En varios sentidos, se iba de este mundo ligera de equipaje. La casa de San Isidro donde murió, legada en vida a la Unesco, ya no era suya. A lo largo de unas cinco décadas había consumido tres cuantiosas herencias para mantener una empresa cultural sin par en la Argentina y en América Latina.

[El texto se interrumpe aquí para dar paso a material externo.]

//! Init command - write an example dindex.toml

use anyhow::{Context, Result};
use console::style;
use std::path::Path;

pub(crate) const EXAMPLE_CONFIG: &str = r#"# D-Index Configuration

[scoring]
# A collaborator whose degree equals this value counts as new
new_degree_threshold = 1

# Added to a new collaborator's tally weight (1 + new_bonus)
new_bonus = 0.8

# Apply the new-collaborator bonus to `dindex score` by default
bonus_enabled = false

# Base weights per collaborator
base_gender_factor = 1.0
base_nationality_factor = 1.0
base_specialization_factor = 1.0

# Optional multipliers keyed by the author's own country code / specialization
# [scoring.categorical_weights.nationality]
# GB = 1.2
#
# [scoring.categorical_weights.specialization]
# Physics = 0.9

[graph]
# Graph used for the new-collaborator check: "coauthor" or "publication"
shape = "coauthor"

[records]
# Authorship CSV (overridden by --data)
# data = "authors.csv"

# Prefix stripped from publication ids for display
publication_prefix = "pub."

[defaults]
# format = "text"
# workers = 8
"#;

/// Run the init command
pub fn run(dir: &Path) -> Result<()> {
    let config_path = dir.join("dindex.toml");

    if config_path.exists() {
        println!(
            "{} Config already exists at {}",
            style("✓").green(),
            style(config_path.display()).cyan()
        );
        return Ok(());
    }

    std::fs::write(&config_path, EXAMPLE_CONFIG)
        .with_context(|| format!("Failed to write {}", config_path.display()))?;
    println!(
        "{} Created {}",
        style("✓").green(),
        style(config_path.display()).cyan()
    );
    Ok(())
}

En otros aspectos, esa muchacha casi nonagenaria que agonizaba con lucidez en un cuarto luminoso, seguía cargando una pesada mochila de estereotipos aún gravitantes. Su amigo Waldo Frank señaló con ironía que le habían tocado en suerte tres “maldiciones”: belleza, riqueza e inteligencia. No es extraño que los más rancios clichés sobre la clase social y el género sexual, sumados a los provenientes de perspectivas geopolíticas, se crucen y se acumulen en retratos y semblanzas (incluso los de confesos admiradores). Esa cubierta opaca impide el acceso a un ser inclasificable que tuvo el valor de vivir como “un individuo en un país y una época en que las mujeres eran genéricas” (Borges dixit).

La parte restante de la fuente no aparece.